-- Opening Marker --

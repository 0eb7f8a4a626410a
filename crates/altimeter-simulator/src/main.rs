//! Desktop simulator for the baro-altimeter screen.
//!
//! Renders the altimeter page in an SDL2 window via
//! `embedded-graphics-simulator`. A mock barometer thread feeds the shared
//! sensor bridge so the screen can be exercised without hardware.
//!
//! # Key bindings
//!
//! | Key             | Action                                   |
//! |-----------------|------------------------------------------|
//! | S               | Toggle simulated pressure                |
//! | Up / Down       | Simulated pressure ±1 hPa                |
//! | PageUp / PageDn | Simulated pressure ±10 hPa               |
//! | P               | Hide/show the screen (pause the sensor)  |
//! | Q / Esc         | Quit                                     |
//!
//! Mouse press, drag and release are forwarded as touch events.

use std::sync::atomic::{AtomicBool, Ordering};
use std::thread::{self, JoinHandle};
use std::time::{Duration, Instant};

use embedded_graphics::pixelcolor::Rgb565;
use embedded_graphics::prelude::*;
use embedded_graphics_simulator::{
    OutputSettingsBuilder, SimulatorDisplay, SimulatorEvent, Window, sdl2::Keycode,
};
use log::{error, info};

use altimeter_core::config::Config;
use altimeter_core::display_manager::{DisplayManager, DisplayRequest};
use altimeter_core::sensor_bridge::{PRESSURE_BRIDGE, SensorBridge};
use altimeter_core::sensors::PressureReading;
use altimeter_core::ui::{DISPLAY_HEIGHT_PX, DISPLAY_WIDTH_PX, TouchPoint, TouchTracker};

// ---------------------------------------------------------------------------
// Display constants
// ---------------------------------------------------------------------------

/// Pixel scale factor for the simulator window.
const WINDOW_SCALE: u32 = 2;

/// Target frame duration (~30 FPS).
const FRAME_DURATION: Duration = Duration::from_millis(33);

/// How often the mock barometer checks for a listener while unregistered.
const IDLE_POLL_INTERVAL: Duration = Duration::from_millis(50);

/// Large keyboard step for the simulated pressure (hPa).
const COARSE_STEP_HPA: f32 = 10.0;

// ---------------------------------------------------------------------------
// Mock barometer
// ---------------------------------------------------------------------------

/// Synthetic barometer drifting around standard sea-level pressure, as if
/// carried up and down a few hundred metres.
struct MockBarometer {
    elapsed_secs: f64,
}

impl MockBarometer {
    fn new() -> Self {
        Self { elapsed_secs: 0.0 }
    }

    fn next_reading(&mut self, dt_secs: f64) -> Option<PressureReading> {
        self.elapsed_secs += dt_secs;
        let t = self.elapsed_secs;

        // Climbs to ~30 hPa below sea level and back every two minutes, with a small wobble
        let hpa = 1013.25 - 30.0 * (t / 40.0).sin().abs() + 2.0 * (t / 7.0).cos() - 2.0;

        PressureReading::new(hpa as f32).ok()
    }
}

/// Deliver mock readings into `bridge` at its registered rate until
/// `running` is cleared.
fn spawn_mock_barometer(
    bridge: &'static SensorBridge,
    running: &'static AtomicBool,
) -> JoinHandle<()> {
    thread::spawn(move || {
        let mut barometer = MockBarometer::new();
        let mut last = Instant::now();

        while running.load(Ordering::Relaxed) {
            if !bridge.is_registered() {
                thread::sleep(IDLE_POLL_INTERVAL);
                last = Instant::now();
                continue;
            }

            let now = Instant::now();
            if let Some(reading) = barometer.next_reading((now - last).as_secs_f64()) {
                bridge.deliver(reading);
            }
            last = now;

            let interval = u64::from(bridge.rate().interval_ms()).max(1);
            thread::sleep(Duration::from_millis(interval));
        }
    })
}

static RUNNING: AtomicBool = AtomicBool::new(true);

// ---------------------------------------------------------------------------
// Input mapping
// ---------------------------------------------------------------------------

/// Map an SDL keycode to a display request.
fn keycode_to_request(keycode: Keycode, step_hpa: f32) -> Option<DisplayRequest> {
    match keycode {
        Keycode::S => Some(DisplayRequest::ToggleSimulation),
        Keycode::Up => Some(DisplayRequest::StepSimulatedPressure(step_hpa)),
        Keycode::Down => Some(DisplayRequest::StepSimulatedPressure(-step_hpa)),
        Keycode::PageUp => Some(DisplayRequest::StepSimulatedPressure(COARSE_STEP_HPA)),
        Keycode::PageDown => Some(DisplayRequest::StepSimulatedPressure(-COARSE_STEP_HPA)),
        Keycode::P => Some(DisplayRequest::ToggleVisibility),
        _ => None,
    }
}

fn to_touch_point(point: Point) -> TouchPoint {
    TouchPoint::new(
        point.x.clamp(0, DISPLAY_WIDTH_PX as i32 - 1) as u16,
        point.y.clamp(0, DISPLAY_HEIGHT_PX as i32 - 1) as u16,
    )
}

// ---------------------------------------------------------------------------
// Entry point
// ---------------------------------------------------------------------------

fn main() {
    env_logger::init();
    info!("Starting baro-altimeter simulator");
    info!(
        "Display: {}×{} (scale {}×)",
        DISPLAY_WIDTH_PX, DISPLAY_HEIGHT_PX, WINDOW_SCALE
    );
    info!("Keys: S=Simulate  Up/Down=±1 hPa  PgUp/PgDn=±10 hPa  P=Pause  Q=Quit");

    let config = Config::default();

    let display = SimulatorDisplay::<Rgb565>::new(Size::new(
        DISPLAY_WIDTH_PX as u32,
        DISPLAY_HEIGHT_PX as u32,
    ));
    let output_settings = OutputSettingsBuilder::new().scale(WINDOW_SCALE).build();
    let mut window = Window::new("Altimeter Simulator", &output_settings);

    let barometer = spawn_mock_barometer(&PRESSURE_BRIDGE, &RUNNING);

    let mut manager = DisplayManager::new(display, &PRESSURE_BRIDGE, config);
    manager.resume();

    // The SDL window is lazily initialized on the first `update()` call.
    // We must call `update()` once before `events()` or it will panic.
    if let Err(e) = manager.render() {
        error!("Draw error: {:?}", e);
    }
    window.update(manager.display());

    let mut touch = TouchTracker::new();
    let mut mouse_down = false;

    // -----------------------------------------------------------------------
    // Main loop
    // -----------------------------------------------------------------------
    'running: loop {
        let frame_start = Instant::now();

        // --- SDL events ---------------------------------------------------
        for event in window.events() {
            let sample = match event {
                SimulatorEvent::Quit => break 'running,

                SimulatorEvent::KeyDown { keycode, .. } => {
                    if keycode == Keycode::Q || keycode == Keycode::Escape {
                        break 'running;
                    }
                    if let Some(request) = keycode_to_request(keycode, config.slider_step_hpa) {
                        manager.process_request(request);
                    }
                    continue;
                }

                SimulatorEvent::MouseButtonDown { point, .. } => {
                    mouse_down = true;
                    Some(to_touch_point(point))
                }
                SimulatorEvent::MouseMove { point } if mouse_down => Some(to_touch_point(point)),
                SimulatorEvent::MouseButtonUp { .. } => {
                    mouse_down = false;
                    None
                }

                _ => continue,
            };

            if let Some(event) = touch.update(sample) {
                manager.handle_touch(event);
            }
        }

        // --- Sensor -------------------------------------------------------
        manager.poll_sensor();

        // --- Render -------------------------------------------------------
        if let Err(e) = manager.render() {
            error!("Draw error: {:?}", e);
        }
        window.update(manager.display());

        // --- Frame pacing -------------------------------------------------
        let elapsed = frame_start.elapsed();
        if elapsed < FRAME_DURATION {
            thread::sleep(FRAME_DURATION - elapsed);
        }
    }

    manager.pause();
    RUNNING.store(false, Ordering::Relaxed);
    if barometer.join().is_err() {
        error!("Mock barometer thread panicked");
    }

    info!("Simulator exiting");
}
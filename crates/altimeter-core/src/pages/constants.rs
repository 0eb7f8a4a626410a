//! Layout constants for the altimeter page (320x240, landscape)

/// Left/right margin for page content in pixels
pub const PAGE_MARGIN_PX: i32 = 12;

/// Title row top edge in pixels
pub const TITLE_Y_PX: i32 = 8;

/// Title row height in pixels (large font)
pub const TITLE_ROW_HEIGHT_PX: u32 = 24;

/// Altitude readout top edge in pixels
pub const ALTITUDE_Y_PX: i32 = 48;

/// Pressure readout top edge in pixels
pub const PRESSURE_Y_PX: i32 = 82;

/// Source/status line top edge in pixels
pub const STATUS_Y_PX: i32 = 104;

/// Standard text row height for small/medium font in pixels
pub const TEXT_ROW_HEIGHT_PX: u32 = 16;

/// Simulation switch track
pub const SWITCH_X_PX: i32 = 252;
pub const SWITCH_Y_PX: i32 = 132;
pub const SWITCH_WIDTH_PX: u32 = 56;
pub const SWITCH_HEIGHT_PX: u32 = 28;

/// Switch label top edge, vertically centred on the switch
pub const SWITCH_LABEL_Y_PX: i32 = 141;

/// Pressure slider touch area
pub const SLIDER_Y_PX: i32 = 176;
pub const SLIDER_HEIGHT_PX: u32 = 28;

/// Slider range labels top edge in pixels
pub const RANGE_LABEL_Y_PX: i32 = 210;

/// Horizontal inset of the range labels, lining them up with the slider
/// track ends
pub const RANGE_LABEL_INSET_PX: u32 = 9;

-- Closing Marker --

Exact copies of the lines from the one containing "labels top edge in pixels" through the final line of the records are all the answer should hold.

» **YOUR RESPONSE**:
/// Slider range labels top edge in pixels
pub const RANGE_LABEL_Y_PX: i32 = 210;

/// Horizontal inset of the range labels, lining them up with the slider
/// track ends
pub const RANGE_LABEL_INSET_PX: u32 = 9;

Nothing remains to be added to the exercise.